Mock assertions — prefer m.method.mock_calls == [mock.call(...)] over assert_called_once_with.
Full-sequence assertions — assert the whole iterable/list, not head+tail+length.
Cap-boundary pairs — a numeric cap needs both an at-cap (allowed) and one-over-cap (trips) test.
No thin test helpers — assert only the field the function under test decides; skip one-use wrapper helpers.
Minimize forced test churn — keep an existing test's diff to the forced minimum; add a new test for new behavior.
Build the fixture, don't defer — a missing example fixture is not "can't test"; build the smallest purpose-built one.
Log assertion when the log IS the observable — Airflow's "no caplog" rule is about scraping vs. checking logic, not a ban on asserting an operator-visibility log call via a mocked logger.
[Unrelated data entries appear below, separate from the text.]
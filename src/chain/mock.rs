// MockChain - in-process ledger for tests and local development
// Implements the sender, waiter and state viewer traits over an in-memory actor table

use super::{
    init_actor_addr, ActorStateViewer, Block, ChainError, ConstructorParams, ExecParams,
    ExecReturn, ExitCode, MessageId, MessageLookup, MessageReceipt, MessageSender,
    MessageWaiter, MethodNum, SignedMessage, StateView, TipSetToken, UnsignedMessage,
    PAYMENT_CHANNEL_ACTOR_CODE,
};
use crate::identity::Address;
use crate::voucher::TokenAmount;
use async_trait::async_trait;
use std::collections::HashMap;
use std::sync::{Mutex, MutexGuard};
use tokio::sync::watch;

const MOCK_GAS_USED: u64 = 100;

/// On-ledger state of a mock payment channel actor
#[derive(Clone, Debug, PartialEq, Eq)]
pub struct MockChannelActor {
    pub from: Address,
    pub to: Address,
    pub balance: TokenAmount,
}

#[derive(Default)]
struct MockState {
    next_sequence: u64,
    next_actor_id: u64,
    height: u64,
    sent: Vec<MessageId>,
    pending: HashMap<MessageId, SignedMessage>,
    executed: HashMap<MessageId, MessageLookup>,
    channels: HashMap<Address, MockChannelActor>,
    miners: HashMap<Address, (Address, Address)>,
}

/// Mock ledger implementing every collaborator trait the manager needs.
///
/// Messages stay pending until [`MockChain::confirm`] executes them, unless
/// the chain was built with auto-confirmation.
pub struct MockChain {
    state: Mutex<MockState>,
    executed_tx: watch::Sender<u64>,
    auto_confirm: bool,
    exit_code: ExitCode,
    submit_failure: Option<String>,
}

impl MockChain {
    pub fn new() -> Self {
        let (executed_tx, _) = watch::channel(0);
        Self {
            state: Mutex::new(MockState {
                next_actor_id: 100,
                ..MockState::default()
            }),
            executed_tx,
            auto_confirm: false,
            exit_code: ExitCode::OK,
            submit_failure: None,
        }
    }

    /// Execute every message as soon as it is sent
    pub fn with_auto_confirm(mut self) -> Self {
        self.auto_confirm = true;
        self
    }

    /// Execute every message with the given exit code and no state change
    pub fn with_exit_code(mut self, exit_code: ExitCode) -> Self {
        self.exit_code = exit_code;
        self
    }

    /// Reject every submission
    pub fn with_submit_failure(mut self, message: &str) -> Self {
        self.submit_failure = Some(message.to_string());
        self
    }

    fn lock(&self) -> MutexGuard<'_, MockState> {
        self.state.lock().unwrap_or_else(|e| e.into_inner())
    }

    /// Register a storage miner's control addresses
    pub fn register_miner(&self, miner: Address, owner: Address, worker: Address) {
        self.lock().miners.insert(miner, (owner, worker));
    }

    /// Place a payment channel actor on the ledger directly
    pub fn register_channel(&self, paych: Address, from: Address, to: Address) {
        self.lock().channels.insert(
            paych,
            MockChannelActor {
                from,
                to,
                balance: TokenAmount::default(),
            },
        );
    }

    pub fn channel_actor(&self, paych: &Address) -> Option<MockChannelActor> {
        self.lock().channels.get(paych).cloned()
    }

    /// Messages sent so far, oldest first
    pub fn sent_messages(&self) -> Vec<SignedMessage> {
        let state = self.lock();
        state
            .sent
            .iter()
            .filter_map(|id| {
                state
                    .pending
                    .get(id)
                    .cloned()
                    .or_else(|| state.executed.get(id).map(|l| l.message.clone()))
            })
            .collect()
    }

    pub fn pending_count(&self) -> usize {
        self.lock().pending.len()
    }

    /// Execute a pending message against the mock actors
    pub fn confirm(&self, id: &MessageId) -> Option<MessageLookup> {
        let lookup = {
            let mut state = self.lock();
            let message = state.pending.remove(id)?;
            let receipt = if self.exit_code.is_success() {
                apply(&mut state, &message.message)
            } else {
                MessageReceipt::failure(self.exit_code, MOCK_GAS_USED)
            };
            record(&mut state, *id, message, receipt)
        };
        self.executed_tx.send_modify(|n| *n += 1);
        Some(lookup)
    }

    /// Execute a pending message with a caller-supplied receipt, skipping actor logic
    pub fn confirm_with_receipt(
        &self,
        id: &MessageId,
        receipt: MessageReceipt,
    ) -> Option<MessageLookup> {
        let lookup = {
            let mut state = self.lock();
            let message = state.pending.remove(id)?;
            record(&mut state, *id, message, receipt)
        };
        self.executed_tx.send_modify(|n| *n += 1);
        Some(lookup)
    }

    /// Execute all pending messages in submission order
    pub fn confirm_all(&self) -> Vec<MessageLookup> {
        let ids: Vec<MessageId> = {
            let state = self.lock();
            state
                .sent
                .iter()
                .filter(|id| state.pending.contains_key(id))
                .copied()
                .collect()
        };
        ids.iter().filter_map(|id| self.confirm(id)).collect()
    }
}

impl Default for MockChain {
    fn default() -> Self {
        Self::new()
    }
}

fn record(
    state: &mut MockState,
    id: MessageId,
    message: SignedMessage,
    receipt: MessageReceipt,
) -> MessageLookup {
    state.height += 1;
    let lookup = MessageLookup {
        block: Block {
            height: state.height,
            miner: Address::new_id(1000),
        },
        message,
        receipt,
    };
    state.executed.insert(id, lookup.clone());
    lookup
}

fn apply(state: &mut MockState, message: &UnsignedMessage) -> MessageReceipt {
    if message.to == init_actor_addr() {
        if message.method != MethodNum::INIT_EXEC {
            return MessageReceipt::failure(ExitCode::SYS_INVALID_METHOD, MOCK_GAS_USED);
        }
        return exec_paych_constructor(state, message);
    }

    if message.method != MethodNum::SEND {
        return MessageReceipt::failure(ExitCode::SYS_INVALID_METHOD, MOCK_GAS_USED);
    }
    if let Some(actor) = state.channels.get_mut(&message.to) {
        actor.balance += &message.value;
    }
    MessageReceipt::success(Vec::new(), MOCK_GAS_USED)
}

fn exec_paych_constructor(state: &mut MockState, message: &UnsignedMessage) -> MessageReceipt {
    let ctor = match ExecParams::decode(&message.params) {
        Ok(exec) if exec.code_id == PAYMENT_CHANNEL_ACTOR_CODE => {
            match ConstructorParams::decode(&exec.constructor_params) {
                Ok(ctor) => ctor,
                Err(_) => return MessageReceipt::failure(ExitCode::ERR_SERIALIZATION, MOCK_GAS_USED),
            }
        }
        Ok(_) => return MessageReceipt::failure(ExitCode::ERR_ILLEGAL_ARGUMENT, MOCK_GAS_USED),
        Err(_) => return MessageReceipt::failure(ExitCode::ERR_SERIALIZATION, MOCK_GAS_USED),
    };

    state.next_actor_id += 1;
    let id_address = Address::new_id(state.next_actor_id);
    let seed = [message.from.to_bytes(), message.sequence.to_be_bytes().to_vec()].concat();
    let robust_address = Address::new_actor(&seed);

    state.channels.insert(
        robust_address.clone(),
        MockChannelActor {
            from: ctor.from,
            to: ctor.to,
            balance: message.value.clone(),
        },
    );

    let ret = ExecReturn {
        id_address,
        robust_address,
    };
    match ret.encode() {
        Ok(bytes) => MessageReceipt::success(bytes, MOCK_GAS_USED),
        Err(_) => MessageReceipt::failure(ExitCode::ERR_SERIALIZATION, MOCK_GAS_USED),
    }
}

#[async_trait]
impl MessageSender for MockChain {
    async fn send(
        &self,
        mut message: UnsignedMessage,
        _broadcast: bool,
    ) -> Result<MessageId, ChainError> {
        if let Some(reason) = &self.submit_failure {
            return Err(ChainError::Submission(reason.clone()));
        }

        let id = {
            let mut state = self.lock();
            message.sequence = state.next_sequence;

            let signed = SignedMessage {
                message,
                signature: Vec::new(),
            };
            let id = MessageId::of(&signed)?;
            state.next_sequence += 1;
            state.sent.push(id);
            state.pending.insert(id, signed);
            id
        };

        if self.auto_confirm {
            self.confirm(&id);
        }
        Ok(id)
    }
}

#[async_trait]
impl MessageWaiter for MockChain {
    async fn wait(&self, id: &MessageId) -> Result<MessageLookup, ChainError> {
        let mut executed_rx = self.executed_tx.subscribe();
        loop {
            {
                let state = self.lock();
                if let Some(lookup) = state.executed.get(id) {
                    return Ok(lookup.clone());
                }
                if !state.pending.contains_key(id) {
                    return Err(ChainError::MessageNotFound(*id));
                }
            }
            executed_rx
                .changed()
                .await
                .map_err(|e| ChainError::WaitAborted(e.to_string()))?;
        }
    }
}

/// Snapshot of the mock actor table
pub struct MockStateView {
    channels: HashMap<Address, MockChannelActor>,
    miners: HashMap<Address, (Address, Address)>,
}

#[async_trait]
impl StateView for MockStateView {
    async fn miner_control_addresses(
        &self,
        miner: &Address,
    ) -> Result<(Address, Address), ChainError> {
        self.miners
            .get(miner)
            .cloned()
            .ok_or_else(|| ChainError::ActorNotFound(miner.clone()))
    }

    async fn paych_actor_parties(
        &self,
        paych: &Address,
    ) -> Result<(Address, Address), ChainError> {
        self.channels
            .get(paych)
            .map(|actor| (actor.from.clone(), actor.to.clone()))
            .ok_or_else(|| ChainError::ActorNotFound(paych.clone()))
    }
}

#[async_trait]
impl ActorStateViewer for MockChain {
    async fn state_view(&self, _token: &TipSetToken) -> Result<Box<dyn StateView>, ChainError> {
        let state = self.lock();
        Ok(Box::new(MockStateView {
            channels: state.channels.clone(),
            miners: state.miners.clone(),
        }))
    }
}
Design integrity checks (references)

Four cross-cutting patterns that surface on framework/base API work and rebase workflows; details and recipes in references/design-integrity.md:

Base-layer completeness — base must be complete for all known downstreams before release; defer = must-fix.
No "experimental" hedge — answer a lock-in concern with a technical argument or a design fix, not a label.
Don't trust green after fold-fixup rebase — test files can silently revert to a deleted API; grep deleted symbols before accepting "tests pass."
Prefer polymorphism over type-switching in the caller — an isinstance chain or type-flag branch in the caller is a signal to push behavior onto a base-class method instead; don't extend the switch with a new flag.

Review judgment: when NOT to flag (references)
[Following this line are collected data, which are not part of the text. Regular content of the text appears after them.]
// Chain module - the shared ledger as seen by the channel manager
// Message types, exec parameter encodings, collaborator traits and a mock ledger

mod message;
mod mock;
mod params;
mod traits;

pub use message::*;
pub use mock::*;
pub use params::*;
pub use traits::*;

use crate::identity::Address;
use thiserror::Error;

/// Errors reported by ledger collaborators
#[derive(Error, Debug, Clone, PartialEq, Eq)]
pub enum ChainError {
    #[error("Message submission failed: {0}")]
    Submission(String),

    #[error("Message not found: {0}")]
    MessageNotFound(MessageId),

    #[error("Actor not found: {0}")]
    ActorNotFound(Address),

    #[error("State view unavailable: {0}")]
    StateView(String),

    #[error("Encoding failed: {0}")]
    Encode(String),

    #[error("Decoding failed: {0}")]
    Decode(String),

    #[error("Wait aborted: {0}")]
    WaitAborted(String),
}
use super::{Manager, PaychError};
use crate::identity::Address;

impl Manager {
    /// Allocate a new lane on a channel, consuming one nonce.
    ///
    /// Lane ids for a channel are strictly increasing and never reused, also
    /// under concurrent callers.
    pub fn allocate_lane(&self, paych: &Address) -> Result<u64, PaychError> {
        let lane = self
            .store
            .mutate(paych, |info| Ok::<_, PaychError>(info.allocate_lane()))?;
        tracing::debug!(channel = %paych, lane, "allocated lane");
        Ok(lane)
    }
}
Twenty principles for calibrating whether a finding is a real must-fix and how much change a comment warrants; details in references/review-judgment.md:

Verify repo config first — grep linter config + sibling files before flagging a PEP / textbook rule.
Don't escalate coverage gap to correctness bug — verify reachability + not-by-design (and blast radius — a removed guard isn't automatically must-fix) before calling it a bug.
Don't adopt regression framing uncritically — verify the claim against HEAD; reply-only may be correct.
Proportionality — COMMENTED nit does not justify a cross-hierarchy refactor; do the minimum proportionate change.
Don't flag squash-before-merge history — pre-merge commit count / fixups vanish on merge; flag content violations, not history shape.
Prove a security/authz guard is load-bearing by removing it — delete the guard, run the security test, confirm the flip, then restore.
Ground scope claims in the actual checker — run the linter/hook and quote its output; never extrapolate a count from a raw grep.
A "minimize changes" instruction never licenses keeping a disproven fact — fix the wrong token, keep the rest minimal.
Prefer conforming new code to an existing checker over extending the checker — a local annotation fix beats a cross-cutting change to checker logic.
Verify installed-package evidence against the commit actually under test — confirm the .venv matches the commit's lockfile and Python-version marker before citing package source.
Judge only the current/latest diff state — commit history and prior review rounds are irrelevant to the verdict.
Don't silently overwrite a prior round's verdict — a stricter new verdict needs discriminating evidence; surface conflicts to the user instead.
Verify a cited convention belongs to the same architectural layer — a same-codebase precedent from a different layer is a category error, not support.
Calibrate naming-nit persistence by visibility — one round then drop for private names; public API naming drift is worth pushing on.
Verify a hard-limit claim before asserting "impossible" or "breaking" — check release status and actual tool capability before foreclosing an option.
A reviewer's "strict / validate / enforce" wording may not match the schema — check the underlying data model and sibling commands before implementing literally.
Don't demand a thin wrapper validate the wrapped library's own semantics — and don't flag an eager-to-lazy init refactor as breaking without a concrete consumer signal.
Rank designs by the actual cadence of their cost path — verify trigger frequency in code, not by feel; verify assumed costs too.
Verify a mechanism claim empirically — write a small isolated repro before publishing a "why this works/breaks" explanation.
Trace the introducing commit before reverting a shared signature — a type error at a changed signature's use site is usually an incomplete rollout, not a wrong change.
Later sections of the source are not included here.